An Ocean Springs woman who was in England during the July 7th bombings says Americans could learn a lot from how the British handled a terror attack.

Becky Gillette says she fulfilled a lifelong dream when she took a trip to Great Britain. She came home with not only souvenirs, but also a new found respect for Londoners.

Not long after arriving in London, Gillette says she bought a map of the Underground.

"It's fast," she said. "Every few minutes there's a train to wherever you want to go."

On July 7th, terrorists tried to create havoc with several bombs. Gillette and her daughter were in South England at the time. They returned to London, not sure what kind of city they'd find.
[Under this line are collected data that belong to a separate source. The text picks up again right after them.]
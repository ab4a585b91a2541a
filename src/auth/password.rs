use argon2::{
    password_hash::{rand_core::OsRng, PasswordHash, PasswordHasher, PasswordVerifier, SaltString},
    Argon2,
};

use crate::error::{AppError, AppResult};

pub fn hash_password(password: &str) -> AppResult<String> {
    let salt = SaltString::generate(&mut OsRng);
    Argon2::default()
        .hash_password(password.as_bytes(), &salt)
        .map(|h| h.to_string())
        .map_err(|e| AppError::Internal(anyhow::anyhow!("Failed to hash password: {}", e)))
}

pub fn verify_password(password: &str, stored_hash: &str) -> AppResult<bool> {
    let parsed = PasswordHash::new(stored_hash)
        .map_err(|e| AppError::Internal(anyhow::anyhow!("Invalid stored password hash: {}", e)))?;
    Ok(Argon2::default()
        .verify_password(password.as_bytes(), &parsed)
        .is_ok())
}

#[cfg(test)]
mod tests {
    use super::*;

    #[test]
    fn hash_then_verify_round_trip() {
        let hash = hash_password("correct horse battery staple").unwrap();
        assert!(verify_password("correct horse battery staple", &hash).unwrap());
        assert!(!verify_password("wrong password", &hash).unwrap());
    }

    #[test]
    fn hashes_are_salted() {
        let h1 = hash_password("same-input").unwrap();
        let h2 = hash_password("same-input").unwrap();
        assert_ne!(h1, h2);
    }
}
pub mod affirmation;
pub mod mood;
pub mod sleep;
pub mod stress;
pub mod user;

use serde::Serialize;

/// Standard success envelope: `{ "success": true, "data": ... }`.
#[derive(Debug, Serialize)]
pub struct ApiResponse<T> {
    pub success: bool,
    pub data: T,
}

impl<T> ApiResponse<T> {
    pub fn new(data: T) -> Self {
        Self {
            success: true,
            data,
        }
    }
}

/// List envelope with count and page cursors.
#[derive(Debug, Serialize)]
pub struct ListResponse<T> {
    pub success: bool,
    pub count: usize,
    pub pagination: Pagination,
    pub data: Vec<T>,
}

impl<T> ListResponse<T> {
    pub fn new(data: Vec<T>, pagination: Pagination) -> Self {
        Self {
            success: true,
            count: data.len(),
            pagination,
            data,
        }
    }
}

#[derive(Debug, Serialize, Default)]
pub struct Pagination {
    #[serde(skip_serializing_if = "Option::is_none")]
    pub next: Option<PageRef>,
    #[serde(skip_serializing_if = "Option::is_none")]
    pub prev: Option<PageRef>,
}

#[derive(Debug, Serialize)]
pub struct PageRef {
    pub page: i64,
    pub limit: i64,
}

impl Pagination {
    /// Cursor links for a 1-based page over `total` rows.
    pub fn for_page(page: i64, limit: i64, total: i64) -> Self {
        let start = (page - 1) * limit;
        let end = page * limit;
        Self {
            next: (end < total).then_some(PageRef {
                page: page + 1,
                limit,
            }),
            prev: (start > 0).then_some(PageRef {
                page: page - 1,
                limit,
            }),
        }
    }
}

#[cfg(test)]
mod tests {
    use super::*;

    #[test]
    fn pagination_first_page_has_no_prev() {
        let p = Pagination::for_page(1, 10, 25);
        assert!(p.prev.is_none());
        assert_eq!(p.next.as_ref().map(|n| n.page), Some(2));
    }

    #[test]
    fn pagination_last_page_has_no_next() {
        let p = Pagination::for_page(3, 10, 25);
        assert!(p.next.is_none());
        assert_eq!(p.prev.as_ref().map(|n| n.page), Some(2));
    }

    #[test]
    fn pagination_exact_boundary() {
        // 20 rows, 10 per page: page 2 is the last page
        let p = Pagination::for_page(2, 10, 20);
        assert!(p.next.is_none());
        assert!(p.prev.is_some());
    }
}
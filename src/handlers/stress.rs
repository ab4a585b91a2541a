use axum::{
    extract::{Path, Query, State},
    http::StatusCode,
    Extension, Json,
};
use chrono::{Duration, Utc};
use serde::Serialize;
use uuid::Uuid;
use validator::Validate;

use crate::auth::middleware::AuthUser;
use crate::error::{AppError, AppResult};
use crate::models::mood::StatsQuery;
use crate::models::stress::{
    CreateStressEntryRequest, StressEntry, StressQuery, UpdateStressEntryRequest,
};
use crate::models::{ApiResponse, ListResponse, Pagination};
use crate::services::patterns::{
    self, CopingEffectiveness, StressDayPattern, StressHourPattern,
};
use crate::services::stats::{self, ScoreBucket, StressStats, StressorCount};
use crate::AppState;

pub async fn list_entries(
    State(state): State<AppState>,
    Extension(auth_user): Extension<AuthUser>,
    Query(query): Query<StressQuery>,
) -> AppResult<Json<ListResponse<StressEntry>>> {
    let (page, limit, offset) = super::page_params(query.page, query.limit);

    let total = sqlx::query_scalar::<_, i64>(
        r#"
        SELECT COUNT(*) FROM stress_entries
        WHERE user_id = $1
          AND ($2::timestamptz IS NULL OR created_at >= $2)
          AND ($3::timestamptz IS NULL OR created_at <= $3)
          AND ($4::int IS NULL OR stress_level >= $4)
          AND ($5::int IS NULL OR stress_level <= $5)
        "#,
    )
    .bind(auth_user.id)
    .bind(query.start_date)
    .bind(query.end_date)
    .bind(query.min_stress_level)
    .bind(query.max_stress_level)
    .fetch_one(&state.db)
    .await?;

    let entries = sqlx::query_as::<_, StressEntry>(
        r#"
        SELECT * FROM stress_entries
        WHERE user_id = $1
          AND ($2::timestamptz IS NULL OR created_at >= $2)
          AND ($3::timestamptz IS NULL OR created_at <= $3)
          AND ($4::int IS NULL OR stress_level >= $4)
          AND ($5::int IS NULL OR stress_level <= $5)
        ORDER BY created_at DESC
        LIMIT $6 OFFSET $7
        "#,
    )
    .bind(auth_user.id)
    .bind(query.start_date)
    .bind(query.end_date)
    .bind(query.min_stress_level)
    .bind(query.max_stress_level)
    .bind(limit)
    .bind(offset)
    .fetch_all(&state.db)
    .await?;

    Ok(Json(ListResponse::new(
        entries,
        Pagination::for_page(page, limit, total),
    )))
}

pub async fn create_entry(
    State(state): State<AppState>,
    Extension(auth_user): Extension<AuthUser>,
    Json(body): Json<CreateStressEntryRequest>,
) -> AppResult<(StatusCode, Json<ApiResponse<StressEntry>>)> {
    body.validate()
        .map_err(|e| AppError::Validation(e.to_string()))?;

    let entry = sqlx::query_as::<_, StressEntry>(
        r#"
        INSERT INTO stress_entries
            (id, user_id, stress_level, stressors, physical_symptoms, coping_methods, note)
        VALUES ($1, $2, $3, $4, $5, $6, $7)
        RETURNING *
        "#,
    )
    .bind(Uuid::new_v4())
    .bind(auth_user.id)
    .bind(body.stress_level)
    .bind(&body.stressors)
    .bind(&body.physical_symptoms)
    .bind(&body.coping_methods)
    .bind(&body.note)
    .fetch_one(&state.db)
    .await?;

    Ok((StatusCode::CREATED, Json(ApiResponse::new(entry))))
}

pub async fn get_entry(
    State(state): State<AppState>,
    Extension(auth_user): Extension<AuthUser>,
    Path(entry_id): Path<Uuid>,
) -> AppResult<Json<ApiResponse<StressEntry>>> {
    let entry = sqlx::query_as::<_, StressEntry>(
        "SELECT * FROM stress_entries WHERE id = $1 AND user_id = $2",
    )
    .bind(entry_id)
    .bind(auth_user.id)
    .fetch_optional(&state.db)
    .await?
    .ok_or_else(|| AppError::NotFound("Stress entry not found".into()))?;

    Ok(Json(ApiResponse::new(entry)))
}

pub async fn update_entry(
    State(state): State<AppState>,
    Extension(auth_user): Extension<AuthUser>,
    Path(entry_id): Path<Uuid>,
    Json(body): Json<UpdateStressEntryRequest>,
) -> AppResult<Json<ApiResponse<StressEntry>>> {
    body.validate()
        .map_err(|e| AppError::Validation(e.to_string()))?;

    let existing =
        sqlx::query_as::<_, StressEntry>("SELECT * FROM stress_entries WHERE id = $1")
            .bind(entry_id)
            .fetch_optional(&state.db)
            .await?
            .ok_or_else(|| AppError::NotFound("Stress entry not found".into()))?;

    if existing.user_id != auth_user.id {
        return Err(AppError::Forbidden);
    }

    let entry = sqlx::query_as::<_, StressEntry>(
        r#"
        UPDATE stress_entries SET
            stress_level = COALESCE($2, stress_level),
            stressors = COALESCE($3, stressors),
            physical_symptoms = COALESCE($4, physical_symptoms),
            coping_methods = COALESCE($5, coping_methods),
            note = COALESCE($6, note),
            updated_at = NOW()
        WHERE id = $1
        RETURNING *
        "#,
    )
    .bind(entry_id)
    .bind(body.stress_level)
    .bind(&body.stressors)
    .bind(&body.physical_symptoms)
    .bind(&body.coping_methods)
    .bind(&body.note)
    .fetch_one(&state.db)
    .await?;

    Ok(Json(ApiResponse::new(entry)))
}

pub async fn delete_entry(
    State(state): State<AppState>,
    Extension(auth_user): Extension<AuthUser>,
    Path(entry_id): Path<Uuid>,
) -> AppResult<Json<serde_json::Value>> {
    let owner =
        sqlx::query_scalar::<_, Uuid>("SELECT user_id FROM stress_entries WHERE id = $1")
            .bind(entry_id)
            .fetch_optional(&state.db)
            .await?
            .ok_or_else(|| AppError::NotFound("Stress entry not found".into()))?;

    if owner != auth_user.id {
        return Err(AppError::Forbidden);
    }

    sqlx::query("DELETE FROM stress_entries WHERE id = $1")
        .bind(entry_id)
        .execute(&state.db)
        .await?;

    Ok(Json(serde_json::json!({ "success": true, "data": {} })))
}

#[derive(Debug, Serialize)]
pub struct StressStatsResponse {
    #[serde(flatten)]
    pub overall: StressStats,
    pub top_stressors: Vec<StressorCount>,
    pub level_distribution: Vec<ScoreBucket>,
    pub weekly_patterns: Vec<StressDayPattern>,
    pub recent_entries: Vec<StressEntry>,
}

pub async fn get_stats(
    State(state): State<AppState>,
    Extension(auth_user): Extension<AuthUser>,
    Query(query): Query<StatsQuery>,
) -> AppResult<Json<ApiResponse<StressStatsResponse>>> {
    let days = query.days.unwrap_or(30).max(1);
    let entries = fetch_window(&state, auth_user.id, days).await?;

    let recent_entries = entries.iter().take(5).cloned().collect();

    Ok(Json(ApiResponse::new(StressStatsResponse {
        overall: stats::stress_stats(&entries),
        top_stressors: stats::top_stressors(&entries, 5),
        level_distribution: stats::stress_distribution(&entries),
        weekly_patterns: patterns::weekly_stress_patterns(&entries),
        recent_entries,
    })))
}

#[derive(Debug, Serialize)]
pub struct StressInsightsResponse {
    pub common_stressors: Vec<StressorCount>,
    pub coping_effectiveness: Vec<CopingEffectiveness>,
    pub hourly_patterns: Vec<StressHourPattern>,
}

pub async fn get_insights(
    State(state): State<AppState>,
    Extension(auth_user): Extension<AuthUser>,
    Query(query): Query<StatsQuery>,
) -> AppResult<Json<ApiResponse<StressInsightsResponse>>> {
    let days = query.days.unwrap_or(30).max(1);
    let entries = fetch_window(&state, auth_user.id, days).await?;

    Ok(Json(ApiResponse::new(StressInsightsResponse {
        common_stressors: stats::top_stressors(&entries, usize::MAX),
        coping_effectiveness: patterns::coping_effectiveness(&entries),
        hourly_patterns: patterns::hourly_stress_patterns(&entries),
    })))
}

async fn fetch_window(
    state: &AppState,
    user_id: Uuid,
    days: i64,
) -> AppResult<Vec<StressEntry>> {
    let since = Utc::now() - Duration::days(days);
    let entries = sqlx::query_as::<_, StressEntry>(
        r#"
        SELECT * FROM stress_entries
        WHERE user_id = $1 AND created_at >= $2
        ORDER BY created_at DESC
        "#,
    )
    .bind(user_id)
    .bind(since)
    .fetch_all(&state.db)
    .await?;
    Ok(entries)
}
//! Bucketed pattern analysis: day-of-week and hour-of-day groupings,
//! environmental-factor impact, schedule consistency, and coping-method
//! ranking. Buckets with zero entries are omitted, never zero-filled.

use std::collections::BTreeMap;

use chrono::{DateTime, Datelike, Timelike, Utc};
use serde::Serialize;

use crate::models::sleep::{BedtimeActivity, Comfort, SleepAid, SleepEntry};
use crate::models::stress::{CopingMethod, StressEntry};
use crate::services::stats::sleep_duration_hours;

/// A bedtime or wake-time spread above this many minutes (population standard
/// deviation) is flagged as an inconsistent schedule.
pub const SCHEDULE_VARIANCE_THRESHOLD_MINUTES: f64 = 60.0;

/// Per-day-of-week sleep pattern. `day_of_week` is 1-7 with 1 = Sunday.
#[derive(Debug, Serialize)]
pub struct SleepDayPattern {
    pub day_of_week: u32,
    pub avg_duration: f64,
    pub avg_quality: f64,
    pub count: usize,
}

pub fn weekly_sleep_patterns(entries: &[SleepEntry]) -> Vec<SleepDayPattern> {
    let mut groups: BTreeMap<u32, SleepAccumulator> = BTreeMap::new();
    for e in entries {
        groups
            .entry(e.sleep_time.weekday().number_from_sunday())
            .or_default()
            .push(e);
    }
    groups
        .into_iter()
        .map(|(day_of_week, acc)| SleepDayPattern {
            day_of_week,
            avg_duration: acc.avg_duration(),
            avg_quality: acc.avg_quality(),
            count: acc.count,
        })
        .collect()
}

/// Per-category sleep impact: average quality and duration for entries
/// sharing an environment comfort level, before-bed activity, or sleep aid.
#[derive(Debug, Serialize)]
pub struct SleepFactorImpact<K> {
    pub key: K,
    pub avg_quality: f64,
    pub avg_duration: f64,
    pub count: usize,
}

pub fn environment_comfort_impact(entries: &[SleepEntry]) -> Vec<SleepFactorImpact<Comfort>> {
    sleep_factor_impact(entries, |e| {
        e.sleep_environment
            .as_ref()
            .and_then(|env| env.0.comfort)
            .into_iter()
            .collect()
    })
}

pub fn bedtime_activity_impact(
    entries: &[SleepEntry],
) -> Vec<SleepFactorImpact<BedtimeActivity>> {
    sleep_factor_impact(entries, |e| {
        e.activities_before_bed.0.iter().map(|a| a.activity).collect()
    })
}

pub fn sleep_aid_effectiveness(entries: &[SleepEntry]) -> Vec<SleepFactorImpact<SleepAid>> {
    sleep_factor_impact(entries, |e| e.sleep_aids.clone())
}

/// Group entries by each key the extractor yields (an entry naming several
/// aids or activities counts once per key), then sort by avg quality
/// descending with a deterministic key tie-break.
fn sleep_factor_impact<K, F>(entries: &[SleepEntry], keys: F) -> Vec<SleepFactorImpact<K>>
where
    K: Ord + Copy,
    F: Fn(&SleepEntry) -> Vec<K>,
{
    let mut groups: BTreeMap<K, SleepAccumulator> = BTreeMap::new();
    for e in entries {
        for key in keys(e) {
            groups.entry(key).or_default().push(e);
        }
    }

    let mut impacts: Vec<SleepFactorImpact<K>> = groups
        .into_iter()
        .map(|(key, acc)| SleepFactorImpact {
            key,
            avg_quality: acc.avg_quality(),
            avg_duration: acc.avg_duration(),
            count: acc.count,
        })
        .collect();
    impacts.sort_by(|a, b| {
        b.avg_quality
            .partial_cmp(&a.avg_quality)
            .unwrap_or(std::cmp::Ordering::Equal)
            .then(a.key.cmp(&b.key))
    });
    impacts
}

#[derive(Default)]
struct SleepAccumulator {
    count: usize,
    quality_sum: i64,
    duration_sum: f64,
}

impl SleepAccumulator {
    fn push(&mut self, e: &SleepEntry) {
        self.count += 1;
        self.quality_sum += i64::from(e.quality);
        self.duration_sum += sleep_duration_hours(e.sleep_time, e.wake_time);
    }

    fn avg_quality(&self) -> f64 {
        self.quality_sum as f64 / self.count as f64
    }

    fn avg_duration(&self) -> f64 {
        self.duration_sum / self.count as f64
    }
}

/// Per-day-of-week stress pattern (1 = Sunday).
#[derive(Debug, Serialize)]
pub struct StressDayPattern {
    pub day_of_week: u32,
    pub avg_stress_level: f64,
    pub count: usize,
}

pub fn weekly_stress_patterns(entries: &[StressEntry]) -> Vec<StressDayPattern> {
    stress_buckets(entries, |e| e.created_at.weekday().number_from_sunday())
        .into_iter()
        .map(|(day_of_week, avg, count)| StressDayPattern {
            day_of_week,
            avg_stress_level: avg,
            count,
        })
        .collect()
}

/// Per-hour-of-day stress pattern (0-23).
#[derive(Debug, Serialize)]
pub struct StressHourPattern {
    pub hour: u32,
    pub avg_stress_level: f64,
    pub count: usize,
}

pub fn hourly_stress_patterns(entries: &[StressEntry]) -> Vec<StressHourPattern> {
    stress_buckets(entries, |e| e.created_at.hour())
        .into_iter()
        .map(|(hour, avg, count)| StressHourPattern {
            hour,
            avg_stress_level: avg,
            count,
        })
        .collect()
}

fn stress_buckets<K, F>(entries: &[StressEntry], key: F) -> Vec<(K, f64, usize)>
where
    K: Ord,
    F: Fn(&StressEntry) -> K,
{
    let mut groups: BTreeMap<K, (usize, i64)> = BTreeMap::new();
    for e in entries {
        let slot = groups.entry(key(e)).or_insert((0, 0));
        slot.0 += 1;
        slot.1 += i64::from(e.stress_level);
    }
    groups
        .into_iter()
        .map(|(k, (count, sum))| (k, sum as f64 / count as f64, count))
        .collect()
}

/// Spread of bed and wake clock times across a window.
#[derive(Debug, Serialize)]
pub struct ScheduleVariance {
    pub bedtime_stddev_minutes: f64,
    pub waketime_stddev_minutes: f64,
    pub sample_count: usize,
}

impl ScheduleVariance {
    pub fn bedtime_inconsistent(&self) -> bool {
        self.bedtime_stddev_minutes > SCHEDULE_VARIANCE_THRESHOLD_MINUTES
    }

    pub fn waketime_inconsistent(&self) -> bool {
        self.waketime_stddev_minutes > SCHEDULE_VARIANCE_THRESHOLD_MINUTES
    }
}

/// Population standard deviation of bed and wake times, each expressed as
/// minutes since midnight. `None` when the window is empty.
pub fn schedule_variance(entries: &[SleepEntry]) -> Option<ScheduleVariance> {
    if entries.is_empty() {
        return None;
    }

    let bedtimes: Vec<f64> = entries
        .iter()
        .map(|e| minutes_since_midnight(e.sleep_time))
        .collect();
    let waketimes: Vec<f64> = entries
        .iter()
        .map(|e| minutes_since_midnight(e.wake_time))
        .collect();

    Some(ScheduleVariance {
        bedtime_stddev_minutes: population_stddev(&bedtimes),
        waketime_stddev_minutes: population_stddev(&waketimes),
        sample_count: entries.len(),
    })
}

pub fn minutes_since_midnight(t: DateTime<Utc>) -> f64 {
    f64::from(t.hour() * 60 + t.minute())
}

fn population_stddev(values: &[f64]) -> f64 {
    let n = values.len() as f64;
    let mean = values.iter().sum::<f64>() / n;
    let variance = values.iter().map(|v| (v - mean).powi(2)).sum::<f64>() / n;
    variance.sqrt()
}

/// Coping methods ranked by average "stress reduction".
///
/// Reduction is `10 - avg stress level` on the entries where the method was
/// used. This is a correlational proxy (a method used only on calm days
/// scores well), not a causal measurement; kept as the product defines it.
#[derive(Debug, Serialize)]
pub struct CopingEffectiveness {
    pub method: CopingMethod,
    pub count: usize,
    pub avg_stress_reduction: f64,
    pub avg_stress_level: f64,
}

pub fn coping_effectiveness(entries: &[StressEntry]) -> Vec<CopingEffectiveness> {
    let mut groups: BTreeMap<CopingMethod, (usize, i64)> = BTreeMap::new();
    for e in entries {
        for m in &e.coping_methods {
            let slot = groups.entry(*m).or_insert((0, 0));
            slot.0 += 1;
            slot.1 += i64::from(e.stress_level);
        }
    }

    let mut ranked: Vec<CopingEffectiveness> = groups
        .into_iter()
        .map(|(method, (count, sum))| {
            let avg_level = sum as f64 / count as f64;
            CopingEffectiveness {
                method,
                count,
                avg_stress_reduction: 10.0 - avg_level,
                avg_stress_level: avg_level,
            }
        })
        .collect();
    ranked.sort_by(|a, b| {
        b.avg_stress_reduction
            .partial_cmp(&a.avg_stress_reduction)
            .unwrap_or(std::cmp::Ordering::Equal)
            .then(a.method.cmp(&b.method))
    });
    ranked
}

#[cfg(test)]
mod tests {
    use super::*;
    use chrono::{Duration, TimeZone};
    use sqlx::types::Json;
    use uuid::Uuid;

    fn night(hour: u32, minute: u32) -> SleepEntry {
        // Anchor on an arbitrary date; only the clock time matters here.
        let sleep_time = Utc.with_ymd_and_hms(2026, 3, 1, hour, minute, 0).unwrap();
        SleepEntry {
            id: Uuid::new_v4(),
            user_id: Uuid::new_v4(),
            sleep_time,
            wake_time: sleep_time + Duration::hours(8),
            quality: 3,
            interruptions: 0,
            note: None,
            sleep_environment: None,
            activities_before_bed: Json(vec![]),
            sleep_aids: vec![],
            wake_up_mood: None,
            created_at: sleep_time,
            updated_at: sleep_time,
        }
    }

    fn stress_at(level: i32, methods: Vec<CopingMethod>, created_at: DateTime<Utc>) -> StressEntry {
        StressEntry {
            id: Uuid::new_v4(),
            user_id: Uuid::new_v4(),
            stress_level: level,
            stressors: vec![crate::models::stress::Stressor::Work],
            physical_symptoms: vec![],
            coping_methods: methods,
            note: None,
            created_at,
            updated_at: created_at,
        }
    }

    #[test]
    fn minutes_since_midnight_is_clock_based() {
        let t = Utc.with_ymd_and_hms(2026, 3, 1, 22, 5, 30).unwrap();
        assert_eq!(minutes_since_midnight(t), 1325.0);
    }

    #[test]
    fn erratic_bedtimes_exceed_threshold() {
        // Bedtimes 22:00, 22:05, 23:50, 21:00 -> minutes 1320,1325,1430,1260.
        let entries = vec![night(22, 0), night(22, 5), night(23, 50), night(21, 0)];
        let variance = schedule_variance(&entries).unwrap();
        assert!(variance.bedtime_stddev_minutes > SCHEDULE_VARIANCE_THRESHOLD_MINUTES);
        assert!(variance.bedtime_inconsistent());
    }

    #[test]
    fn steady_bedtimes_stay_under_threshold() {
        let entries = vec![night(22, 0), night(22, 10), night(22, 20), night(21, 55)];
        let variance = schedule_variance(&entries).unwrap();
        assert!(!variance.bedtime_inconsistent());
    }

    #[test]
    fn empty_window_has_no_variance() {
        assert!(schedule_variance(&[]).is_none());
    }

    #[test]
    fn coping_ranking_is_deterministic() {
        let now = Utc::now();
        let entries = vec![
            stress_at(8, vec![CopingMethod::Talking], now),
            stress_at(4, vec![CopingMethod::Exercise], now),
            stress_at(2, vec![CopingMethod::Exercise], now),
            stress_at(6, vec![CopingMethod::Meditation], now),
        ];

        let first = coping_effectiveness(&entries);
        let second = coping_effectiveness(&entries);
        assert_eq!(
            first.iter().map(|c| c.method).collect::<Vec<_>>(),
            second.iter().map(|c| c.method).collect::<Vec<_>>()
        );

        // Exercise: avg level 3 -> reduction 7, ranked first.
        assert_eq!(first[0].method, CopingMethod::Exercise);
        assert_eq!(first[0].avg_stress_reduction, 7.0);
        assert_eq!(first[0].count, 2);
        // Talking: avg level 8 -> reduction 2, ranked last.
        assert_eq!(first.last().unwrap().method, CopingMethod::Talking);
    }

    #[test]
    fn coping_ranking_breaks_ties_by_method() {
        let now = Utc::now();
        let entries = vec![
            stress_at(5, vec![CopingMethod::Rest], now),
            stress_at(5, vec![CopingMethod::Exercise], now),
        ];
        let ranked = coping_effectiveness(&entries);
        // Equal reduction: declaration order decides, stable across runs.
        assert_eq!(ranked[0].method, CopingMethod::Exercise);
        assert_eq!(ranked[1].method, CopingMethod::Rest);
    }

    #[test]
    fn hourly_buckets_omit_empty_hours() {
        let nine = Utc.with_ymd_and_hms(2026, 3, 2, 9, 0, 0).unwrap();
        let entries = vec![
            stress_at(4, vec![], nine),
            stress_at(6, vec![], nine),
            stress_at(9, vec![], Utc.with_ymd_and_hms(2026, 3, 2, 17, 30, 0).unwrap()),
        ];
        let buckets = hourly_stress_patterns(&entries);
        assert_eq!(buckets.len(), 2);
        assert_eq!(buckets[0].hour, 9);
        assert_eq!(buckets[0].avg_stress_level, 5.0);
        assert_eq!(buckets[1].hour, 17);
    }

    #[test]
    fn weekday_buckets_use_sunday_as_one() {
        // 2026-03-01 is a Sunday.
        let sunday = Utc.with_ymd_and_hms(2026, 3, 1, 12, 0, 0).unwrap();
        let entries = vec![stress_at(5, vec![], sunday)];
        let buckets = weekly_stress_patterns(&entries);
        assert_eq!(buckets[0].day_of_week, 1);
    }

    #[test]
    fn sleep_aid_impact_sorted_by_quality() {
        let mut good = night(23, 0);
        good.quality = 5;
        good.sleep_aids = vec![SleepAid::WhiteNoise];
        let mut poor = night(23, 30);
        poor.quality = 2;
        poor.sleep_aids = vec![SleepAid::Melatonin];
        let plain = night(22, 0);

        let impacts = sleep_aid_effectiveness(&[good, poor, plain]);
        // Entry with no aids contributes to no bucket.
        assert_eq!(impacts.len(), 2);
        assert_eq!(impacts[0].key, SleepAid::WhiteNoise);
        assert_eq!(impacts[0].avg_quality, 5.0);
        assert_eq!(impacts[1].key, SleepAid::Melatonin);
    }
}
mod pool;

pub use pool::create_pool;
"What we found that was so amazing was how normal and regular everything was and how unfazed people seemed to be by what had happened" she said. "People were calm and didn't seem to be upset about riding the Underground."

The relaxed mood of the Londoners was contagious. Gillette says showed a picture of her smiling while riding on the Underground. It was taken after the bombings.

"You kind of look to the locals to know what's the right way to act in any situation," she noted.

"When you see people that are relaxed and reading the tabloid on the Underground, you kind of figure, 'If they're not worried and they ride this everyday, then why should I be worried?'"

Gillette says the courage shown by the people of London is one of her fondest memories from her trip. She hopes more of that resolve against terrorism will travel across the Atlantic.

"I won't say that Americans overacted, but there is still a lot of fear in the U.S. about terrorism. I think that we should be more stoic like the British and just take this in our stride, realizing that it's a few people spoiling the stew for everybody. And do what we can to address the root causes of this so we can put an end to war and an end to terrorism."

Gillette says she was also impressed with the treatment of London's Muslims after the bombings.